= Breath of Life (language restoration workshops) =

In Breath of Life workshops, linguists help members of Native American communities access and use archival material documenting their ancestral languages in the interest of language restoration and revitalization.
This is particularly important for the many communities that no longer have fluent speakers of their languages. They are held biannually in June at U.C. Berkeley and at the University of Oklahoma in Norman in even-numbered years, and at the Smithsonian Institution in Washington, DC in odd-numbered years. The project was initiated in the early 1990s at the University of California Berkeley, in part by linguist Leanne Hinton.

==Norman, Oklahoma==

The Oklahoma Breath of Life, Silent No More Workshop is held at the Sam Noble Oklahoma Museum of Natural History on the campus of the University of Oklahoma in Norman, Oklahoma. It has been funded by grants from the "Documenting Endangered Languages" (DEL) program, a joint project of the National Science Foundation and the National Endowment for the Humanities.

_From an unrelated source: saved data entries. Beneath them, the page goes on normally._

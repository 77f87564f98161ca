//! Shared helpers for command handlers.

use std::path::Path;

use serde::Deserialize;
use tabled::Tabled;

use portico_core::{ExposedAddress, Exposure, WorkerNode};

use crate::error::CliError;

/// On-disk shape of an exposure file.
#[derive(Debug, Deserialize)]
pub struct ExposureFile {
    pub exposure: Exposure,
    #[serde(default)]
    pub nodes: Vec<WorkerNode>,
}

/// Read an exposure file. `.json` files parse as JSON, anything else as YAML.
pub fn load_exposure_file(path: &Path) -> Result<ExposureFile, CliError> {
    let display = path.display().to_string();
    let raw = std::fs::read_to_string(path).map_err(|source| CliError::ReadFile {
        path: display.clone(),
        source,
    })?;

    let is_json = path
        .extension()
        .is_some_and(|ext| ext.eq_ignore_ascii_case("json"));
    let parsed = if is_json {
        serde_json::from_str(&raw).map_err(|e| e.to_string())
    } else {
        serde_yaml::from_str(&raw).map_err(|e| e.to_string())
    };
    parsed.map_err(|reason| CliError::ExposureFile {
        path: display,
        reason,
    })
}

#[derive(Tabled)]
pub struct AddressRow {
    #[tabled(rename = "Address")]
    pub ip: String,
    #[tabled(rename = "Port")]
    pub port: u16,
    #[tabled(rename = "Protocol")]
    pub protocol: String,
}

pub fn address_row(a: &ExposedAddress) -> AddressRow {
    AddressRow {
        ip: a.ip.clone(),
        port: a.port,
        protocol: a.protocol.to_string(),
    }
}

pub fn address_id(a: &ExposedAddress) -> String {
    format!("{}:{}", a.ip, a.port)
}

The purpose of the workshop is to teach participants how to:

- Find archived language materials
- Read phonetic writing
- Understand how their language works
- Start a database to manage and access their language information
- Begin the process of language and cultural revitalization
- Create fun and interactive teaching materials from old sources

==Washington, D.C.==

The Breath of Life Institute has been supported by "Documenting Endangered Languages" (DEL), a joint program of the National Science Foundation and the National Endowment for the Humanities. Partners include the National Museum of Natural History, The National Museum of the American Indian, the Library of Congress, The Endangered Language Fund, and Yale University.